Top of The data
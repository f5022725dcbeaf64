//! ZStack - step the z stage through a list of planes.
//!
//! Multi-step and device-related: every plane gets its own frame. The signal
//! side moves the stage to the next plane on each entry and ends after the
//! last one; the data side counts one plane per delivered group of frames.

use std::sync::atomic::{AtomicU64, AtomicUsize, Ordering};
use std::sync::Arc;

use contracts::{Feature, FeatureError, FrameId, Microscope, NodeConfig, StageAxis, Value};
use feature_engine::{AcquisitionControl, FeatureContext};

use crate::args::positions_arg;

pub const NAME: &str = "ZStack";

pub struct ZStack {
    microscope: Arc<dyn Microscope>,
    control: AcquisitionControl,
    planes: Vec<f64>,
    signal_plane: AtomicUsize,
    data_plane: AtomicUsize,
    frames: AtomicU64,
}

impl ZStack {
    pub fn new(microscope: Arc<dyn Microscope>, control: AcquisitionControl, planes: Vec<f64>) -> Self {
        Self {
            microscope,
            control,
            planes,
            signal_plane: AtomicUsize::new(0),
            data_plane: AtomicUsize::new(0),
            frames: AtomicU64::new(0),
        }
    }

    /// `ZStack(planes)`: list of z positions, or a parameter path to one
    pub fn from_args(ctx: &FeatureContext, args: &[Value]) -> Result<Arc<dyn Feature>, FeatureError> {
        let planes = positions_arg(ctx, NAME, args, 0)?;
        Ok(Arc::new(Self::new(
            ctx.microscope().clone(),
            ctx.control().clone(),
            planes,
        )))
    }

    pub fn planes(&self) -> &[f64] {
        &self.planes
    }

    /// Frames seen on the data side so far
    pub fn frames(&self) -> u64 {
        self.frames.load(Ordering::SeqCst)
    }
}

impl Feature for ZStack {
    fn node_config(&self) -> NodeConfig {
        NodeConfig::multi_step().with_device_related(true)
    }

    fn signal_init(&self) -> Result<(), FeatureError> {
        self.signal_plane.store(0, Ordering::SeqCst);
        Ok(())
    }

    fn signal_main(&self) -> Result<Value, FeatureError> {
        if self.control.is_stopped() {
            return Ok(Value::Bool(false));
        }
        let index = self.signal_plane.load(Ordering::SeqCst);
        let Some(&z) = self.planes.get(index) else {
            return Err(FeatureError::failed(format!("{} has no plane {}", NAME, index)));
        };
        self.microscope.move_stage(StageAxis::Z, z)?;
        tracing::debug!(plane = index, z, "z plane reached");
        Ok(Value::from(z))
    }

    fn signal_end(&self) -> bool {
        if self.control.is_stopped() {
            return true;
        }
        self.signal_plane.fetch_add(1, Ordering::SeqCst) + 1 >= self.planes.len()
    }

    fn data_init(&self) -> Result<(), FeatureError> {
        self.data_plane.store(0, Ordering::SeqCst);
        Ok(())
    }

    fn data_main(&self, frame_ids: &[FrameId]) -> Result<Value, FeatureError> {
        let total = self.frames.fetch_add(frame_ids.len() as u64, Ordering::SeqCst) + frame_ids.len() as u64;
        tracing::trace!(plane = self.data_plane.load(Ordering::SeqCst), ?frame_ids, total, "plane frames");
        Ok(Value::Bool(true))
    }

    fn data_end(&self) -> bool {
        self.data_plane.fetch_add(1, Ordering::SeqCst) + 1 >= self.planes.len()
    }
}
//! Acquisition summary printing.

use acquisition::AcquisitionReport;

/// Print detailed summary of a finished acquisition
pub fn print_summary(report: &AcquisitionReport) {
    println!("\n╔══════════════════════════════════════════════════════════════╗");
    println!("║                   Acquisition Statistics                     ║");
    println!("╚══════════════════════════════════════════════════════════════╝\n");

    println!("📊 Overview");
    println!("   ├─ Outcome: {}", report.outcome());
    println!("   ├─ Duration: {:.2}s", report.duration.as_secs_f64());
    println!("   ├─ Frames triggered: {}", report.frames_triggered);
    println!("   ├─ Frames received: {}", report.frames_received);
    println!("   ├─ Frames processed: {}", report.frames_processed);
    println!("   ├─ Frames skipped: {}", report.frames_skipped);
    println!("   ├─ Passes (signal / data): {} / {}", report.signal_cycles, report.data_cycles);
    println!("   └─ FPS: {:.2}", report.fps());

    let summary = report.metrics.summary();

    println!("\n📈 Step Timing");
    println!("   ├─ Signal ticks: {}", summary.signal_ticks);
    println!("   ├─ Signal tick (ms): {}", summary.tick_ms);
    println!("   ├─ Data steps: {}", summary.data_steps);
    println!("   └─ Data step (ms): {}", summary.step_ms);

    if !summary.node_counts.is_empty() {
        println!("\n🔢 Node Executions");
        let last = summary.node_counts.len() - 1;
        for (i, (node, count)) in summary.node_counts.iter().enumerate() {
            let prefix = if i == last { "└─" } else { "├─" };
            println!("   {} {}: {}", prefix, node, count);
        }
    }

    println!();
}
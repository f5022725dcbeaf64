//! # Contracts
//!
//! Frozen interface contracts shared by every crate of the feature engine.
//! All business crates can only depend on this crate, reverse dependencies are prohibited.
//!
//! ## Execution Model
//! - A *feature* is one unit of acquisition logic with a signal half and a data half
//! - Both halves share one [`Feature`] instance and one [`NodeConfig`]
//! - `frame_id` counts camera frames, one logical step per frame

mod error;
mod feature;
mod microscope;
mod node;
mod plan;

pub use error::*;
pub use feature::Feature;
pub use microscope::{Microscope, StageAxis};
pub use node::*;
pub use plan::*;

/// Dynamic value passed between feature callbacks.
pub use serde_json::Value;
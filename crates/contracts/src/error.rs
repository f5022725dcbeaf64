//! Layered error definitions
//!
//! Categorized by source: config / hardware / feature

use thiserror::Error;

/// Unified error type for configuration and hardware collaborators
#[derive(Debug, Error)]
pub enum ContractError {
    // ===== Configuration Errors =====
    /// Configuration parse error
    #[error("config parse error: {message}")]
    ConfigParse {
        message: String,
        #[source]
        source: Option<Box<dyn std::error::Error + Send + Sync>>,
    },

    /// Configuration validation error
    #[error("config validation error at '{field}': {message}")]
    ConfigValidation { field: String, message: String },

    // ===== Hardware Errors =====
    /// Device (camera, stage, DAQ) reported a failure
    #[error("device '{device}' error: {message}")]
    Hardware { device: String, message: String },

    // ===== General Errors =====
    /// IO error
    #[error("io error: {0}")]
    Io(#[from] std::io::Error),

    /// Other error
    #[error("{0}")]
    Other(String),
}

impl ContractError {
    /// Create configuration parse error
    pub fn config_parse(message: impl Into<String>) -> Self {
        Self::ConfigParse {
            message: message.into(),
            source: None,
        }
    }

    /// Create configuration validation error
    pub fn config_validation(field: impl Into<String>, message: impl Into<String>) -> Self {
        Self::ConfigValidation {
            field: field.into(),
            message: message.into(),
        }
    }

    /// Create hardware error
    pub fn hardware(device: impl Into<String>, message: impl Into<String>) -> Self {
        Self::Hardware {
            device: device.into(),
            message: message.into(),
        }
    }
}

/// Error returned by feature callbacks
#[derive(Debug, Error)]
pub enum FeatureError {
    /// Constructor arguments could not be interpreted
    #[error("invalid argument for '{feature}': {message}")]
    InvalidArgument { feature: String, message: String },

    /// The callback itself failed
    #[error("{0}")]
    Failed(String),

    /// A collaborator failed underneath the callback
    #[error(transparent)]
    Hardware(#[from] ContractError),

    /// The callback gave up because the acquisition is stopping
    #[error("interrupted by stop request")]
    Interrupted,
}

impl FeatureError {
    /// Create invalid argument error
    pub fn invalid_argument(feature: impl Into<String>, message: impl Into<String>) -> Self {
        Self::InvalidArgument {
            feature: feature.into(),
            message: message.into(),
        }
    }

    /// Create generic failure
    pub fn failed(message: impl Into<String>) -> Self {
        Self::Failed(message.into())
    }
}
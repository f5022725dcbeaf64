//! Constructor argument helpers
//!
//! Numeric arguments may be given literally or as a dotted path into the
//! experiment parameters.

use contracts::{FeatureError, Value};
use feature_engine::FeatureContext;

/// A count argument after resolution
#[derive(Debug, Clone, Copy, PartialEq, Eq)]
pub struct Count {
    pub value: i64,
    /// Given as a literal number (as opposed to a parameter path)
    pub literal: bool,
}

/// Resolve `args[index]` as a count.
///
/// Arrays and tables count their entries; an unresolvable path falls back to
/// `fallback` with a warning.
pub fn count_arg(
    ctx: &FeatureContext,
    feature: &str,
    args: &[Value],
    index: usize,
    fallback: i64,
) -> Result<Count, FeatureError> {
    match args.get(index) {
        None | Some(Value::Null) => Ok(Count {
            value: fallback,
            literal: true,
        }),
        Some(Value::Number(n)) => {
            let value = n.as_i64().ok_or_else(|| {
                FeatureError::invalid_argument(feature, format!("expected an integer, got {}", n))
            })?;
            Ok(Count {
                value,
                literal: true,
            })
        }
        Some(Value::String(path)) => {
            let value = match ctx.lookup(path) {
                Some(Value::Number(n)) => n.as_i64(),
                Some(Value::Array(items)) => Some(items.len() as i64),
                Some(Value::Object(map)) => Some(map.len() as i64),
                _ => None,
            };
            let value = value.unwrap_or_else(|| {
                tracing::warn!(feature, path = %path, fallback, "parameter not found, using fallback");
                fallback
            });
            Ok(Count {
                value,
                literal: false,
            })
        }
        Some(other) => Err(FeatureError::invalid_argument(
            feature,
            format!("expected a number or parameter path, got {}", other),
        )),
    }
}

/// Resolve `args[index]` as a duration in milliseconds (literal or path)
pub fn millis_arg(
    ctx: &FeatureContext,
    feature: &str,
    args: &[Value],
    index: usize,
) -> Result<u64, FeatureError> {
    let value = match args.get(index) {
        None | Some(Value::Null) => return Ok(0),
        Some(Value::String(path)) => ctx.lookup(path).cloned().unwrap_or(Value::Null),
        Some(value) => value.clone(),
    };
    match value {
        Value::Null => Ok(0),
        Value::Number(n) => n
            .as_f64()
            .filter(|ms| *ms >= 0.0)
            .map(|ms| ms as u64)
            .ok_or_else(|| FeatureError::invalid_argument(feature, "duration must be non-negative")),
        other => Err(FeatureError::invalid_argument(
            feature,
            format!("expected a duration in ms, got {}", other),
        )),
    }
}

/// Resolve `args[index]` as a non-empty list of stage positions (literal or path)
pub fn positions_arg(
    ctx: &FeatureContext,
    feature: &str,
    args: &[Value],
    index: usize,
) -> Result<Vec<f64>, FeatureError> {
    let items = match args.get(index) {
        Some(Value::Array(items)) => items,
        Some(Value::String(path)) => match ctx.lookup(path) {
            Some(Value::Array(items)) => items,
            Some(other) => {
                return Err(FeatureError::invalid_argument(
                    feature,
                    format!("'{}' is not a list of positions: {}", path, other),
                ))
            }
            None => {
                return Err(FeatureError::invalid_argument(
                    feature,
                    format!("parameter '{}' not found", path),
                ))
            }
        },
        None | Some(Value::Null) => {
            return Err(FeatureError::invalid_argument(feature, "missing list of positions"))
        }
        Some(other) => {
            return Err(FeatureError::invalid_argument(
                feature,
                format!("expected a list of positions or parameter path, got {}", other),
            ))
        }
    };
    if items.is_empty() {
        return Err(FeatureError::invalid_argument(feature, "list of positions is empty"));
    }
    items
        .iter()
        .map(|item| {
            item.as_f64().ok_or_else(|| {
                FeatureError::invalid_argument(feature, format!("position {} is not a number", item))
            })
        })
        .collect()
}
//! # Feature Engine
//!
//! 双树特征执行引擎：信号树驱动硬件，数据树处理相机帧。
//!
//! 负责：
//! - 由特征列表构建同构的信号树 / 数据树 (`load_features`)
//! - 按逻辑步 (一帧) 推进两棵树 (`SignalContainer` / `DataContainer`)
//! - `need_response` 节点的响应交汇
//! - 停止信号、数据线程暂停、清理
//!
//! ## 使用示例
//!
//! ```ignore
//! use feature_engine::{load_features, FeatureContext, FeatureRegistry};
//!
//! let list = registry.resolve(&plan.features)?;
//! let (mut signal, mut data) = load_features(&ctx, &list)?;
//!
//! // signal thread, once per frame
//! signal.run()?;
//! microscope.snap(frame_id)?;
//! signal.run_response()?;
//!
//! // data thread, once per delivered frame
//! data.run(&[frame_id])?;
//! ```

mod builder;
mod container;
mod context;
mod control;
mod descriptor;
mod error;
mod node;
mod registry;
mod rendezvous;
mod stop;
mod tree;

#[cfg(test)]
mod testing;

pub use builder::{build_trees, load_features, FeatureTrees};
pub use container::{CleanupScope, DataContainer, SignalContainer};
pub use context::FeatureContext;
pub use control::{AcquisitionControl, DataThreadGate};
pub use descriptor::{FeatureDescriptor, FeatureElement, FeatureFactory, FeatureList};
pub use error::{EngineError, Side};
pub use node::{DataNode, Links, NodeId, NodeInfo, NodeRole, SignalNode, TreeNode};
pub use registry::FeatureRegistry;
pub use rendezvous::{response_slot, Cancelled, ResponseReceiver, ResponseSender};
pub use stop::StopSignal;
pub use tree::{is_isomorphic, Tree};
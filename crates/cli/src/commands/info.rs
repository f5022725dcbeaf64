//! `info` command implementation.

use anyhow::{Context, Result};
use contracts::{AcquisitionConfig, AcquisitionPlan, Value};
use serde::Serialize;
use tracing::info;

use super::describe::{describe_plan, print_tree, ElementInfo, PlanShape};
use super::load_plan;
use crate::cli::InfoArgs;

/// Plan info for JSON output
#[derive(Serialize)]
struct PlanInfo {
    version: String,
    acquisition: AcquisitionConfig,
    #[serde(skip_serializing_if = "Option::is_none")]
    experiment: Option<Value>,
    shape: PlanShape,
    features: Vec<ElementInfo>,
}

/// Execute the `info` command
pub fn run_info(args: &InfoArgs) -> Result<()> {
    info!(plan = %args.plan.display(), "Loading plan info");

    let plan = load_plan(&args.plan)?;
    let features = describe_plan(&features::builtin_registry(), &plan)
        .context("Failed to resolve plan features")?;

    if args.json {
        let info = build_plan_info(&plan, features, args);
        let json = serde_json::to_string_pretty(&info).context("Failed to serialize plan info")?;
        println!("{}", json);
    } else {
        print_plan_info(&plan, &features, args);
    }

    Ok(())
}

fn build_plan_info(plan: &AcquisitionPlan, features: Vec<ElementInfo>, args: &InfoArgs) -> PlanInfo {
    PlanInfo {
        version: plan.version.clone(),
        acquisition: plan.acquisition.clone(),
        experiment: args.experiment.then(|| plan.experiment.clone()),
        shape: PlanShape::of(&features),
        features,
    }
}

fn print_plan_info(plan: &AcquisitionPlan, features: &[ElementInfo], args: &InfoArgs) {
    println!("╔══════════════════════════════════════════════════════════════╗");
    println!("║                 Feature Engine Acquisition Plan              ║");
    println!("╚══════════════════════════════════════════════════════════════╝\n");

    let acquisition = &plan.acquisition;
    println!("⚙️  Acquisition");
    println!("   ├─ Version: {}", plan.version);
    println!("   ├─ Mode: {:?}", acquisition.mode);
    match acquisition.max_cycles() {
        Some(cycles) => println!("   ├─ Passes: {}", cycles),
        None => println!("   ├─ Passes: until stopped"),
    }
    println!(
        "   ├─ Frame wait: {}ms x {}",
        acquisition.frame_wait_ms, acquisition.camera_wait_iterations
    );
    println!(
        "   └─ Pause data on device nodes: {}",
        acquisition.pause_data_on_device_nodes
    );

    if args.experiment {
        println!("\n🧪 Experiment");
        match &plan.experiment {
            Value::Object(map) if !map.is_empty() => {
                for (i, (key, value)) in map.iter().enumerate() {
                    let prefix = if i == map.len() - 1 { "└─" } else { "├─" };
                    println!("   {} {}: {}", prefix, key, value);
                }
            }
            _ => println!("   └─ (empty)"),
        }
    }

    let shape = PlanShape::of(features);
    println!(
        "\n🌲 Features ({} nodes, {} loops, {} branches)",
        shape.nodes, shape.loops, shape.branches
    );
    print_tree(features, "   ");

    println!();
}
Bottom of The data
State, as a bare number, how many lines of the material contain "field".

▸ Your response:
4